Question: In WPS 4.2 there is a new navigation model, Model API. Is there any documentation/examples on this other than the small portion in the 4.2 API? (submitted by Jon Dockter)

Answer: I have not seen any examples. If you email me your email address to lection@us.ibm.com, I will look further into an example.

Question: I'm trying to put an applet inside a portlet, but the JSP does not find the applet class. I tested it outside Portal, and inside Tomcat, and it worked just fine. I copied the jar and cab file to the portlet directory and generated the war file, but it didn't work.
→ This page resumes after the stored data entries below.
//! Common error infrastructure for battle-core.
//!
//! Errors fall into two fatal classes: definition errors are raised while an
//! action definition is compiled, precondition violations are raised when a
//! caller breaks the contract of the scheduler, the resolution engine or the
//! battle state machine. Miss, no-sell and partial success are resolution
//! outcomes and never surface through these types.
//!
//! # Design Principles
//!
//! - **Type Safety**: Each class has its own error enum with specific variants
//! - **Severity Classification**: Errors are categorized for logging and triage
//! - **No Silent No-ops**: Contract violations are returned, never swallowed

use crate::battle::{BattleOutcome, BattlePhase};
use crate::combatant::CombatantId;

/// Severity level of an error, used for categorization and recovery strategies.
///
/// - **Validation**: Invalid definition data, rejected before the engine runs
/// - **Internal**: Unexpected state inconsistencies that require investigation
/// - **Fatal**: The caller violated a contract; the current operation is aborted
#[derive(Clone, Copy, Debug, PartialEq, Eq, Hash)]
#[cfg_attr(feature = "serde", derive(serde::Serialize, serde::Deserialize))]
pub enum ErrorSeverity {
    /// Validation error - invalid input, should not retry without changes.
    ///
    /// Examples: forward determinant reference, tie index out of range
    Validation,

    /// Internal error - unexpected state inconsistency.
    Internal,

    /// Fatal error - a caller contract was violated.
    ///
    /// Examples: second action started while one is in flight
    Fatal,
}

impl ErrorSeverity {
    /// Returns a human-readable description of this severity level.
    pub const fn as_str(&self) -> &'static str {
        match self {
            Self::Validation => "validation",
            Self::Internal => "internal",
            Self::Fatal => "fatal",
        }
    }

    /// Returns true if this error indicates a bug or contract violation.
    pub const fn is_fatal(&self) -> bool {
        matches!(self, Self::Internal | Self::Fatal)
    }
}

/// Common trait for all battle-core errors.
///
/// # Implementation Guidelines
///
/// - All error enums should implement this trait
/// - Use `#[derive(thiserror::Error)]` for Display/Error impl
/// - Classify severity based on who must fix the problem, not on impact
pub trait BattleErrorKind: core::fmt::Display + core::fmt::Debug {
    /// Returns the severity level of this error.
    fn severity(&self) -> ErrorSeverity;

    /// Returns a static string identifier for this error variant.
    fn error_code(&self) -> &'static str;
}

/// Which kind of cross reference a definition error is about.
#[derive(Clone, Copy, Debug, PartialEq, Eq, Hash, strum::Display)]
#[cfg_attr(feature = "serde", derive(serde::Serialize, serde::Deserialize))]
#[strum(serialize_all = "snake_case")]
pub enum ReferenceKind {
    DamageDeterminant,
    SuccessDeterminant,
    Predicate,
}

// ============================================================================
// Definition Errors
// ============================================================================

/// Malformed action or stance data, detected when a definition is compiled.
#[derive(Clone, Debug, PartialEq, thiserror::Error)]
#[cfg_attr(feature = "serde", derive(serde::Serialize))]
pub enum DefinitionError {
    #[error("action name must not be empty")]
    EmptyActionName,

    #[error("action '{action}': sub-effect #{index} has an empty name")]
    EmptySubEffectName { action: String, index: usize },

    #[error("action '{action}': duplicate sub-effect name '{name}'")]
    DuplicateSubEffect { action: String, name: String },

    #[error("sub-effect '{sub_effect}': {kind} references unknown sub-effect '{target}'")]
    UnknownReference {
        sub_effect: String,
        kind: ReferenceKind,
        target: String,
    },

    #[error("sub-effect '{sub_effect}': {kind} references itself")]
    SelfReference {
        sub_effect: String,
        kind: ReferenceKind,
    },

    #[error("sub-effect '{sub_effect}': {kind} references later sub-effect '{target}'")]
    ForwardReference {
        sub_effect: String,
        kind: ReferenceKind,
        target: String,
    },

    #[error("sub-effect '{sub_effect}': selects no target set")]
    NoTargetSets { sub_effect: String },

    #[error("sub-effect '{sub_effect}': accuracy {value} is outside [0, 1]")]
    InvalidAccuracy { sub_effect: String, value: f32 },

    #[error("sub-effect '{sub_effect}': damage magnitude {value} is not finite")]
    InvalidDamage { sub_effect: String, value: f32 },

    #[error("sub-effect '{sub_effect}' package #{package}: success rate {value} is outside [0, 1]")]
    InvalidSuccessRate {
        sub_effect: String,
        package: usize,
        value: f32,
    },

    #[error(
        "sub-effect '{sub_effect}' package #{package}: tie index {tie} is out of range ({count} packages)"
    )]
    TieOutOfRange {
        sub_effect: String,
        package: usize,
        tie: usize,
        count: usize,
    },

    #[error("sub-effect '{sub_effect}' package #{package}: tie index {tie} is not an earlier package")]
    TieNotEarlier {
        sub_effect: String,
        package: usize,
        tie: usize,
    },

    #[error("sub-effect '{sub_effect}' package #{package}: {kind} requires {expected} magnitude")]
    MagnitudeMismatch {
        sub_effect: String,
        package: usize,
        kind: &'static str,
        expected: &'static str,
    },

    #[error("event block '{block}': duplicate layer priority {priority}")]
    DuplicateLayerPriority { block: String, priority: i32 },

    #[error("stance '{stance}': bonus for {stat} is not finite")]
    InvalidStanceBonus { stance: String, stat: String },
}

impl BattleErrorKind for DefinitionError {
    fn severity(&self) -> ErrorSeverity {
        ErrorSeverity::Validation
    }

    fn error_code(&self) -> &'static str {
        use DefinitionError::*;
        match self {
            EmptyActionName => "DEFINITION_EMPTY_ACTION_NAME",
            EmptySubEffectName { .. } => "DEFINITION_EMPTY_SUB_EFFECT_NAME",
            DuplicateSubEffect { .. } => "DEFINITION_DUPLICATE_SUB_EFFECT",
            UnknownReference { .. } => "DEFINITION_UNKNOWN_REFERENCE",
            SelfReference { .. } => "DEFINITION_SELF_REFERENCE",
            ForwardReference { .. } => "DEFINITION_FORWARD_REFERENCE",
            NoTargetSets { .. } => "DEFINITION_NO_TARGET_SETS",
            InvalidAccuracy { .. } => "DEFINITION_INVALID_ACCURACY",
            InvalidDamage { .. } => "DEFINITION_INVALID_DAMAGE",
            InvalidSuccessRate { .. } => "DEFINITION_INVALID_SUCCESS_RATE",
            TieOutOfRange { .. } => "DEFINITION_TIE_OUT_OF_RANGE",
            TieNotEarlier { .. } => "DEFINITION_TIE_NOT_EARLIER",
            MagnitudeMismatch { .. } => "DEFINITION_MAGNITUDE_MISMATCH",
            DuplicateLayerPriority { .. } => "DEFINITION_DUPLICATE_LAYER_PRIORITY",
            InvalidStanceBonus { .. } => "DEFINITION_INVALID_STANCE_BONUS",
        }
    }
}

// ============================================================================
// Precondition Violations
// ============================================================================

/// A caller broke the contract of the scheduler, engine or state machine.
#[derive(Clone, Debug, PartialEq, thiserror::Error)]
#[cfg_attr(feature = "serde", derive(serde::Serialize))]
pub enum PreconditionError {
    #[error("an action is already in progress")]
    ActionInFlight,

    #[error("no action is in progress")]
    NoActionInFlight,

    #[error("no combatant is currently acting")]
    NoCurrentActor,

    #[error("a turn is already in progress")]
    TurnInProgress,

    #[error("no combatant is ready to act")]
    NoReadyCombatant,

    #[error("{operation} is not legal while the battle is {phase}")]
    InvalidPhase {
        operation: &'static str,
        phase: BattlePhase,
    },

    #[error("battle is paused")]
    Paused,

    #[error("battle has not been started")]
    Offline,

    #[error("battle is already decided: {0}")]
    Decided(BattleOutcome),

    #[error("combatant {0} is not part of this battle")]
    UnknownCombatant(CombatantId),

    #[error("combatant {0} is dead")]
    DeadCombatant(CombatantId),

    #[error("combatant {target} is not an eligible target for '{action}'")]
    IneligibleTarget { action: String, target: CombatantId },

    #[error("'{action}' accepts at most {max} primary target(s), got {got}")]
    TooManyTargets {
        action: String,
        max: usize,
        got: usize,
    },

    #[error("insufficient stamina: required {required}, available {available}")]
    InsufficientStamina { required: i32, available: i32 },
}

impl BattleErrorKind for PreconditionError {
    fn severity(&self) -> ErrorSeverity {
        ErrorSeverity::Fatal
    }

    fn error_code(&self) -> &'static str {
        use PreconditionError::*;
        match self {
            ActionInFlight => "PRECONDITION_ACTION_IN_FLIGHT",
            NoActionInFlight => "PRECONDITION_NO_ACTION_IN_FLIGHT",
            NoCurrentActor => "PRECONDITION_NO_CURRENT_ACTOR",
            TurnInProgress => "PRECONDITION_TURN_IN_PROGRESS",
            NoReadyCombatant => "PRECONDITION_NO_READY_COMBATANT",
            InvalidPhase { .. } => "PRECONDITION_INVALID_PHASE",
            Paused => "PRECONDITION_PAUSED",
            Offline => "PRECONDITION_OFFLINE",
            Decided(_) => "PRECONDITION_DECIDED",
            UnknownCombatant(_) => "PRECONDITION_UNKNOWN_COMBATANT",
            DeadCombatant(_) => "PRECONDITION_DEAD_COMBATANT",
            IneligibleTarget { .. } => "PRECONDITION_INELIGIBLE_TARGET",
            TooManyTargets { .. } => "PRECONDITION_TOO_MANY_TARGETS",
            InsufficientStamina { .. } => "PRECONDITION_INSUFFICIENT_STAMINA",
        }
    }
}

// ============================================================================
// Battle Error
// ============================================================================

/// Errors surfaced by the [`crate::Battle`] façade.
#[derive(Clone, Debug, PartialEq, thiserror::Error)]
#[cfg_attr(feature = "serde", derive(serde::Serialize))]
pub enum BattleError {
    #[error("invalid definition: {0}")]
    Definition(#[from] DefinitionError),

    #[error("precondition violated: {0}")]
    Precondition(#[from] PreconditionError),
}

impl BattleErrorKind for BattleError {
    fn severity(&self) -> ErrorSeverity {
        match self {
            BattleError::Definition(e) => e.severity(),
            BattleError::Precondition(e) => e.severity(),
        }
    }

    fn error_code(&self) -> &'static str {
        match self {
            BattleError::Definition(e) => e.error_code(),
            BattleError::Precondition(e) => e.error_code(),
        }
    }
}

#[cfg(test)]
mod tests {
    use super::*;

    #[test]
    fn definition_errors_are_validation_severity() {
        let error = DefinitionError::SelfReference {
            sub_effect: "strike".into(),
            kind: ReferenceKind::DamageDeterminant,
        };
        assert_eq!(error.severity(), ErrorSeverity::Validation);
        assert_eq!(error.error_code(), "DEFINITION_SELF_REFERENCE");
        assert_eq!(
            error.to_string(),
            "sub-effect 'strike': damage_determinant references itself"
        );
    }

    #[test]
    fn precondition_errors_are_fatal() {
        let error: BattleError = PreconditionError::ActionInFlight.into();
        assert!(error.severity().is_fatal());
        assert_eq!(error.error_code(), "PRECONDITION_ACTION_IN_FLIGHT");
    }
}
Is there any specific place to put the Applet jar or cab file so that it works properly inside Portal Server? (submitted by AP)

Answer: From the Sun® documentation on the <APPLET> tag:

By default, a browser looks for an applet's class and archive files in the same directory as the HTML file that has the <APPLET> tag. (If the applet's class is in a package, then the browser uses the package name to construct a directory path underneath the HTML file's directory.) Sometimes, however, it's useful to put the applet's files somewhere else. You can use the CODEBASE attribute to tell the browser in which directory the applet's files are located:

<APPLET CODE=AppletSubclass.class CODEBASE=aURL 
        WIDTH=anInt HEIGHT=anInt> 
</APPLET>

You need to set the CODEBASE parameter correctly. Your JAR file should go into the portlet WAR file in the /lib directory. For the CODEBASE parameter, specify a relative path to the jar file. Something like:

<APPLET CODE="MyPortlet.class" CODEBASE="./lib/portletclasses.jar"></APPLET>

Question: I am trying to set up a PoC using WPS Express v4.1 and am trying to understand what is required to setup a development environment. I am trying to setup WPS Express, WSAD, and Portal Toolkit on one machine and demonstrate creation of portlets and also WPS functionality like web clipping.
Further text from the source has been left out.